Directions: Transcribe the data exactly, stopping after the "as lowercase hex" line.

|---|

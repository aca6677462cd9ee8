//! Molecular Signatures
//!
//! 64-bit similarity fingerprints over token shingles, plus Hamming distance.
//! Two texts whose signatures sit within [`SIMHASH_NEAR`] bits of each other
//! are treated as near-duplicates by the deduplicator.
//!
//! The bit layout is load-bearing: signatures are persisted as lowercase hex
//! in the store and compared across store generations, so the shingling and
//! hashing here must stay bit-for-bit stable.

use std::collections::hash_map::DefaultHasher;
use std::hash::{Hash, Hasher};

/// Hamming distance below which two signatures are considered near-duplicates.
pub const SIMHASH_NEAR: u32 = 3;

/// Sentinel signature meaning "no fingerprint available".
pub const NO_SIGNATURE: &str = "0";

/// Minimum token length kept during shingling.
const MIN_TOKEN_LEN: usize = 3;

/// Shingle width (tokens per overlapping n-gram).
const SHINGLE_WIDTH: usize = 3;

// ============================================================================
// SIGNATURE GENERATION
// ============================================================================

/// Compute the 64-bit similarity fingerprint of a text.
///
/// Tokenizes on non-alphanumerics, lowercases, drops tokens shorter than
/// three characters, forms overlapping 3-token shingles, and folds each
/// shingle's 64-bit hash into a signed per-bit accumulator. Output bit i is
/// set iff accumulator\[i\] ended positive.
///
/// Returns the signature as a 16-char lowercase hex string, or [`NO_SIGNATURE`]
/// when the text yields no usable tokens.
pub fn simhash64(text: &str) -> String {
    let tokens = tokenize(text);
    if tokens.is_empty() {
        return NO_SIGNATURE.to_string();
    }

    let mut accumulator = [0i32; 64];
    for shingle_hash in shingle_hashes(&tokens) {
        for (i, slot) in accumulator.iter_mut().enumerate() {
            if shingle_hash >> i & 1 == 1 {
                *slot += 1;
            } else {
                *slot -= 1;
            }
        }
    }

    let mut signature = 0u64;
    for (i, slot) in accumulator.iter().enumerate() {
        if *slot > 0 {
            signature |= 1 << i;
        }
    }

    format!("{:016x}", signature)
}

/// Lowercased alphanumeric tokens of length >= [`MIN_TOKEN_LEN`].
fn tokenize(text: &str) -> Vec<String> {
    text.to_lowercase()
        .split(|c: char| !c.is_alphanumeric())
        .filter(|t| t.len() >= MIN_TOKEN_LEN)
        .map(str::to_string)
        .collect()
}

/// Hashes of overlapping token shingles.
///
/// Texts shorter than one full shingle fall back to a single shingle over
/// everything they have, so a two-token note still fingerprints.
fn shingle_hashes(tokens: &[String]) -> Vec<u64> {
    let width = SHINGLE_WIDTH.min(tokens.len());
    tokens
        .windows(width)
        .map(|shingle| {
            let mut hasher = DefaultHasher::new();
            for token in shingle {
                token.hash(&mut hasher);
            }
            hasher.finish()
        })
        .collect()
}

// ============================================================================
// HAMMING DISTANCE
// ============================================================================

/// Hamming distance between two hex-encoded 64-bit signatures.
///
/// Any parse failure returns 64 (maximally different), so malformed rows can
/// never merge with anything.
pub fn hamming(a: &str, b: &str) -> u32 {
    match (parse_signature(a), parse_signature(b)) {
        (Some(a), Some(b)) => (a ^ b).count_ones(),
        _ => 64,
    }
}

/// Parse a lowercase-hex signature into its 64-bit value.
pub fn parse_signature(hex: &str) -> Option<u64> {
    if hex.is_empty() || hex.len() > 16 {
        return None;
    }
    u64::from_str_radix(hex, 16).ok()
}

// ============================================================================
// TESTS
// ============================================================================
//! SQLite Storage Implementation
//!
//! The embedded relational store behind the retrieval pipeline. The store is
//! a cache over the filesystem: files remain the source of truth, so the boot
//! path prefers wiping a suspect database (Tabula Rasa) over any attempt at
//! repair. Ingestion re-populates after a wipe.
//!
//! Full-text search runs over FTS5 virtual tables kept in sync by triggers;
//! tag and bucket arrays are JSON columns queried through `json_each`; the
//! fingerprint arithmetic the tag walk needs inside SQL is provided by two
//! custom scalar functions registered per connection.

use std::collections::hash_map::DefaultHasher;
use std::hash::{Hash, Hasher};
use std::path::{Path, PathBuf};
use std::sync::Mutex;
use std::time::Instant;

use chrono::Utc;
use directories::ProjectDirs;
use rusqlite::functions::FunctionFlags;
use rusqlite::types::Value;
use rusqlite::{params, params_from_iter, Connection, OptionalExtension, Row};

use crate::config::AnchorConfig;
use crate::fingerprint;
use crate::memory::{
    Atom, AtomPosition, AtomType, Compound, Edge, Engram, Molecule, MoleculeType, Provenance,
};

/// Database file name inside the data directory.
const DB_FILE: &str = "anchor.db";

// ============================================================================
// ERROR TYPES
// ============================================================================

/// Storage error type
#[non_exhaustive]
#[derive(Debug, thiserror::Error)]
pub enum StorageError {
    /// Database error
    #[error("Database error: {0}")]
    Database(#[from] rusqlite::Error),
    /// Row not found
    #[error("Not found: {0}")]
    NotFound(String),
    /// IO error
    #[error("IO error: {0}")]
    Io(#[from] std::io::Error),
    /// Initialization error
    #[error("Initialization error: {0}")]
    Init(String),
    /// Integrity check failed; the boot path answers this with Tabula Rasa
    #[error("Store corrupt: {0}")]
    Corrupt(String),
    /// A query exceeded its cooperative deadline and was interrupted
    #[error("Query deadline exceeded")]
    Timeout,
}

/// Storage result type
pub type Result<T> = std::result::Result<T, StorageError>;

// ============================================================================
// QUERY SURFACE TYPES
// ============================================================================

/// An atom-position hit joined with its compound's location facts
#[derive(Debug, Clone)]
pub struct PositionHit {
    pub position: AtomPosition,
    pub path: String,
    pub provenance: Provenance,
    /// Compound timestamp, ms epoch
    pub timestamp: i64,
}

/// A molecule full-text hit with its rank and compound facts
#[derive(Debug, Clone)]
pub struct MoleculeHit {
    pub molecule: Molecule,
    pub path: String,
    pub provenance: Provenance,
    /// `10 * rank` where rank is the negated bm25 of the match
    pub score: f64,
}

/// Parameters for a molecule full-text query
#[derive(Debug, Clone, Default)]
pub struct MoleculeQuery {
    /// FTS5 MATCH expression (already quoted/joined by the caller)
    pub expr: String,
    pub provenance: Option<Provenance>,
    /// Bucket names; a hit's compound must bear at least one through its atoms
    pub buckets: Vec<String>,
    /// Four-digit year strings; restricts hits to molecules stamped in them
    pub years: Vec<String>,
    pub molecule_type: Option<MoleculeType>,
    pub min_val: Option<f64>,
    pub max_val: Option<f64>,
    pub limit: usize,
}

/// Parameters for one tag-walk query
#[derive(Debug, Clone)]
pub struct WalkQuery {
    /// Anchor atom ids; capped by the caller
    pub anchor_ids: Vec<String>,
    /// Damping factor α
    pub alpha: f64,
    /// Per-hour time-decay λ
    pub lambda: f64,
    /// Minimum gravity admitted
    pub threshold: f64,
    /// Max candidates returned
    pub limit: usize,
    /// Wall-clock budget for the query
    pub deadline_ms: u64,
}

/// One candidate produced by the tag walk
#[derive(Debug, Clone)]
pub struct WalkCandidate {
    pub atom: Atom,
    /// Distinct labels shared with the anchor tag cloud
    pub shared_tags: i64,
    /// Anchor attaining the maximum field weight
    pub best_anchor_id: String,
    /// |Δt| to the best anchor, ms
    pub dt_ms: i64,
    /// Hamming distance to the best anchor's signature
    pub bits_apart: i64,
    pub gravity: f64,
}

/// Hash a phrase into an engram key (16 lowercase hex chars).
pub fn engram_key(phrase: &str) -> String {
    let mut hasher = DefaultHasher::new();
    phrase.trim().to_lowercase().hash(&mut hasher);
    format!("{:016x}", hasher.finish())
}

// ============================================================================
// STORAGE
// ============================================================================

/// Main storage struct
///
/// Uses separate reader/writer connections for interior mutability. All
/// methods take `&self`, making Storage `Send + Sync` so callers can share
/// an `Arc<Storage>` without an outer mutex.
pub struct Storage {
    writer: Mutex<Connection>,
    reader: Mutex<Connection>,
    db_path: PathBuf,
}
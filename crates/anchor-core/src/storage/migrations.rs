//! Database Migrations
//!
//! Schema migration definitions for the storage layer. The store is a cache
//! over the filesystem, so migrations only ever need to move forward; a
//! failed upgrade is handled by the Tabula Rasa wipe in the boot path.

/// Migration definitions
pub const MIGRATIONS: &[Migration] = &[Migration {
    version: 1,
    description: "Initial schema: compounds, molecules, atoms, positions, edges, engrams, FTS5",
    up: MIGRATION_V1_UP,
}];

/// A database migration
#[derive(Debug, Clone)]
pub struct Migration {
    /// Version number
    pub version: u32,
    /// Description
    pub description: &'static str,
    /// SQL to apply
    pub up: &'static str,
}

/// V1: Initial schema
const MIGRATION_V1_UP: &str = r#"
-- Compounds: file-level containers addressed by content+path hash.
-- compound_body is optional; when NULL the file on disk is authoritative.
CREATE TABLE IF NOT EXISTS compounds (
    compound_id TEXT PRIMARY KEY,
    path TEXT NOT NULL,
    provenance TEXT NOT NULL DEFAULT 'internal',
    timestamp INTEGER NOT NULL DEFAULT 0,
    compound_body TEXT,
    molecular_signature TEXT NOT NULL DEFAULT '0'
);

CREATE INDEX IF NOT EXISTS idx_compounds_path ON compounds(path);
CREATE INDEX IF NOT EXISTS idx_compounds_timestamp ON compounds(timestamp);

-- Molecules: segment-level retrieval units addressing their compound by
-- UTF-8 byte range. content is truncated to 500 KB upstream for FTS.
CREATE TABLE IF NOT EXISTS molecules (
    molecule_id TEXT PRIMARY KEY,
    compound_id TEXT NOT NULL REFERENCES compounds(compound_id) ON DELETE CASCADE,
    content TEXT NOT NULL,
    sequence INTEGER NOT NULL DEFAULT 0,
    start_byte INTEGER NOT NULL,
    end_byte INTEGER NOT NULL,
    type TEXT NOT NULL DEFAULT 'prose',
    numeric_value REAL,
    numeric_unit TEXT,
    molecular_signature TEXT NOT NULL DEFAULT '0',
    timestamp INTEGER NOT NULL DEFAULT 0
);

CREATE INDEX IF NOT EXISTS idx_molecules_compound ON molecules(compound_id);
CREATE INDEX IF NOT EXISTS idx_molecules_timestamp ON molecules(timestamp);

-- Atoms: entities/concepts/keywords. tags and buckets are JSON string
-- arrays queried through json_each().
CREATE TABLE IF NOT EXISTS atoms (
    atom_id TEXT PRIMARY KEY,
    label TEXT NOT NULL,
    type TEXT NOT NULL DEFAULT 'keyword',
    weight REAL NOT NULL DEFAULT 0.5,
    content TEXT NOT NULL DEFAULT '',
    tags TEXT NOT NULL DEFAULT '[]',
    buckets TEXT NOT NULL DEFAULT '[]',
    timestamp INTEGER NOT NULL DEFAULT 0,
    provenance TEXT NOT NULL DEFAULT 'internal',
    molecular_signature TEXT NOT NULL DEFAULT '0'
);

CREATE INDEX IF NOT EXISTS idx_atoms_label ON atoms(label COLLATE NOCASE);
CREATE INDEX IF NOT EXISTS idx_atoms_timestamp ON atoms(timestamp);

-- Atom positions: byte coordinates binding atom labels to compounds.
CREATE TABLE IF NOT EXISTS atom_positions (
    compound_id TEXT NOT NULL REFERENCES compounds(compound_id) ON DELETE CASCADE,
    byte_offset INTEGER NOT NULL,
    atom_label TEXT NOT NULL,
    PRIMARY KEY (compound_id, byte_offset, atom_label)
);

CREATE INDEX IF NOT EXISTS idx_positions_label ON atom_positions(atom_label COLLATE NOCASE);

-- Edges: parent_of forms a DAG written by the background reorganizer;
-- other relations are weighted association hints.
CREATE TABLE IF NOT EXISTS edges (
    source_id TEXT NOT NULL,
    target_id TEXT NOT NULL,
    relation TEXT NOT NULL,
    weight REAL NOT NULL DEFAULT 1.0,
    PRIMARY KEY (source_id, target_id, relation)
);

CREATE INDEX IF NOT EXISTS idx_edges_target ON edges(target_id);
CREATE INDEX IF NOT EXISTS idx_edges_relation ON edges(relation);

-- Engrams: hashed phrase -> atom-id list, written by successful searches.
CREATE TABLE IF NOT EXISTS engrams (
    key_hash TEXT PRIMARY KEY,
    atom_ids TEXT NOT NULL DEFAULT '[]',
    updated_at INTEGER NOT NULL DEFAULT 0
);

-- FTS5 virtual table over molecule content
CREATE VIRTUAL TABLE IF NOT EXISTS molecules_fts USING fts5(
    molecule_id,
    content,
    content='molecules',
    content_rowid='rowid',
    tokenize='unicode61'
);

CREATE TRIGGER IF NOT EXISTS molecules_ai AFTER INSERT ON molecules BEGIN
    INSERT INTO molecules_fts(rowid, molecule_id, content)
    VALUES (NEW.rowid, NEW.molecule_id, NEW.content);
END;

CREATE TRIGGER IF NOT EXISTS molecules_ad AFTER DELETE ON molecules BEGIN
    INSERT INTO molecules_fts(molecules_fts, rowid, molecule_id, content)
    VALUES ('delete', OLD.rowid, OLD.molecule_id, OLD.content);
END;

CREATE TRIGGER IF NOT EXISTS molecules_au AFTER UPDATE ON molecules BEGIN
    INSERT INTO molecules_fts(molecules_fts, rowid, molecule_id, content)
    VALUES ('delete', OLD.rowid, OLD.molecule_id, OLD.content);
    INSERT INTO molecules_fts(rowid, molecule_id, content)
    VALUES (NEW.rowid, NEW.molecule_id, NEW.content);
END;

-- FTS5 virtual table over atom content
CREATE VIRTUAL TABLE IF NOT EXISTS atoms_fts USING fts5(
    atom_id,
    content,
    content='atoms',
    content_rowid='rowid',
    tokenize='unicode61'
);

CREATE TRIGGER IF NOT EXISTS atoms_ai AFTER INSERT ON atoms BEGIN
    INSERT INTO atoms_fts(rowid, atom_id, content)
    VALUES (NEW.rowid, NEW.atom_id, NEW.content);
END;

CREATE TRIGGER IF NOT EXISTS atoms_ad AFTER DELETE ON atoms BEGIN
    INSERT INTO atoms_fts(atoms_fts, rowid, atom_id, content)
    VALUES ('delete', OLD.rowid, OLD.atom_id, OLD.content);
END;

CREATE TRIGGER IF NOT EXISTS atoms_au AFTER UPDATE ON atoms BEGIN
    INSERT INTO atoms_fts(atoms_fts, rowid, atom_id, content)
    VALUES ('delete', OLD.rowid, OLD.atom_id, OLD.content);
    INSERT INTO atoms_fts(rowid, atom_id, content)
    VALUES (NEW.rowid, NEW.atom_id, NEW.content);
END;

-- Schema version tracking
CREATE TABLE IF NOT EXISTS schema_version (
    version INTEGER PRIMARY KEY,
    applied_at TEXT NOT NULL
);

INSERT OR IGNORE INTO schema_version (version, applied_at) VALUES (1, datetime('now'));
"#;

/// Highest migration version recorded in the store, or 0 when the
/// bookkeeping table does not exist yet (fresh database; V1 creates it).
pub fn schema_version(conn: &rusqlite::Connection) -> rusqlite::Result<u32> {
    let mut stmt = match conn.prepare("SELECT MAX(version) FROM schema_version") {
        Ok(stmt) => stmt,
        Err(_) => return Ok(0),
    };
    let recorded: Option<u32> = stmt.query_row([], |row| row.get(0))?;
    Ok(recorded.unwrap_or(0))
}

/// Bring the schema up to the latest version.
///
/// Each pending migration runs through `execute_batch`, which copes with the
/// multi-statement SQL (triggers included). Returns how many were run.
pub fn apply_migrations(conn: &rusqlite::Connection) -> rusqlite::Result<u32> {
    let installed = schema_version(conn)?;
    let pending = MIGRATIONS.iter().filter(|m| m.version > installed);

    let mut ran = 0;
    for migration in pending {
        tracing::info!(
            version = migration.version,
            "Schema migration: {}",
            migration.description
        );
        conn.execute_batch(migration.up)?;
        ran += 1;
    }
    Ok(ran)
}
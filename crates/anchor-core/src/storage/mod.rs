//! Storage module
//!
//! SQLite-backed persistence for the knowledge graph, plus the migration
//! machinery and the Tabula Rasa boot policy.

pub mod migrations;
mod sqlite;

pub use sqlite::{
    engram_key, MoleculeHit, MoleculeQuery, PositionHit, Result, Storage, StorageError,
    WalkCandidate, WalkQuery,
};
//! Boundary behaviors: the fail-soft contract at the edges.

use anchor_e2e_tests::{ts, NoteOptions, NotebookFixture};
use anchor_core::{
    AnchorConfig, AnchorEngine, QueryParser, SearchRequest, EMPTY_CONTEXT, HEADER_OVERHEAD,
    PACK_FILL,
};

#[test]
fn empty_query_is_an_empty_success() {
    let fixture = NotebookFixture::new();
    let response = fixture.engine.search(&SearchRequest::new("   \t "));
    assert_eq!(response.context, EMPTY_CONTEXT);
    assert!(response.results.is_empty());
    assert_eq!(response.metadata.stage_errors, vec!["empty_query".to_string()]);
}

#[test]
fn stopword_only_query_degrades_gracefully() {
    let fixture = NotebookFixture::new();
    fixture.ingest_note(NoteOptions::new(
        "notes/anything.md",
        "Ordinary note content that no stopword query should reach.",
        ts(2024, 1, 1),
    ));

    let response = fixture.engine.search(&SearchRequest::new("is it the and of"));
    // Falls back to the sanitized raw, then to the fuzzy pass; with nothing
    // matching it ends as an empty success rather than an error.
    assert!(response.metadata.fuzzy);
    assert_eq!(response.context, EMPTY_CONTEXT);
}

#[test]
fn missing_file_and_missing_body_keeps_result_uninflated() {
    let fixture = NotebookFixture::new();
    fixture.ingest_note(
        NoteOptions::new(
            "notes/vanishing.md",
            "The orchard inventory lists forty apple trees and two stubborn quinces.",
            ts(2024, 1, 2),
        )
        .disk_only(),
    );
    std::fs::remove_file(fixture.root().join("notes/vanishing.md")).unwrap();

    let response = fixture.engine.search(&SearchRequest::new("orchard inventory"));
    assert_eq!(response.results.len(), 1);
    let result = &response.results[0];
    assert!(!result.is_inflated);
    assert!(result.content.contains("orchard"));
    assert!(response
        .metadata
        .stage_errors
        .iter()
        .any(|e| e.contains("inflate_missing")));
}

#[test]
fn zero_byte_file_drops_the_result() {
    let fixture = NotebookFixture::new();
    fixture.ingest_note(
        NoteOptions::new(
            "notes/truncated.md",
            "The original text that was later truncated away entirely.",
            ts(2024, 1, 3),
        )
        .disk_only(),
    );
    std::fs::write(fixture.root().join("notes/truncated.md"), b"").unwrap();

    let response = fixture.engine.search(&SearchRequest::new("truncated text"));
    assert!(response.results.is_empty());
    assert_eq!(response.context, EMPTY_CONTEXT);
}

#[test]
fn inverted_year_range_normalizes() {
    let parser = QueryParser::new(&AnchorConfig::default());
    let parsed = parser.parse("from 2030 to 2020 field notes", &[]);
    assert!(parsed.temporal_tags.contains("2020"));
    assert!(parsed.temporal_tags.contains("2025"));
    assert!(parsed.temporal_tags.contains("2030"));
    assert_eq!(parsed.temporal_tags.len(), 11);
}

#[test]
fn budget_discipline_holds_under_pressure() {
    let fixture = NotebookFixture::new();
    for i in 0..8 {
        let body = format!(
            "Entry {i} on the aurora migration. {}",
            "Detail sentence with enough length to matter for packing. ".repeat(20)
        );
        fixture.ingest_note(NoteOptions::new(
            &format!("notes/pack-{i}.md"),
            &body,
            ts(2024, 2, 1 + i as u32),
        ));
    }

    let mut request = SearchRequest::new("aurora migration");
    request.max_chars = 3_000;
    let response = fixture.engine.search(&request);

    assert!(!response.results.is_empty());
    let allowance =
        (request.max_chars as f64 * PACK_FILL) as usize + HEADER_OVERHEAD * response.results.len();
    assert!(
        response.context.len() <= allowance,
        "context {} exceeds allowance {allowance}",
        response.context.len()
    );
}

#[test]
fn tabula_rasa_recovers_a_corrupt_store() {
    let dir = tempfile::TempDir::new().unwrap();
    std::fs::write(dir.path().join("anchor.db"), b"definitely not a sqlite file").unwrap();

    let config = AnchorConfig {
        data_dir: Some(dir.path().to_path_buf()),
        notebook_root: dir.path().to_path_buf(),
        ..Default::default()
    };
    let engine = AnchorEngine::new(config).expect("wipe and recreate");
    let response = engine.search(&SearchRequest::new("anything at all"));
    assert_eq!(response.context, EMPTY_CONTEXT);
}

#[test]
fn oversized_budget_is_clamped() {
    let fixture = NotebookFixture::new();
    let mut request = SearchRequest::new("whatever");
    request.max_chars = 10_000_000;
    let response = fixture.engine.search(&request);
    // The configured limit caps the effective budget; token budget reflects it.
    assert!(response.metadata.token_budget <= 100_000 / 4);
}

|---|

Task answer:
repository aca6677462cd9ee8
//! Molecular Signatures
//!
//! 64-bit similarity fingerprints over token shingles, plus Hamming distance.
//! Two texts whose signatures sit within [`SIMHASH_NEAR`] bits of each other
//! are treated as near-duplicates by the deduplicator.
//!
//! The bit layout is load-bearing: signatures are persisted as lowercase hex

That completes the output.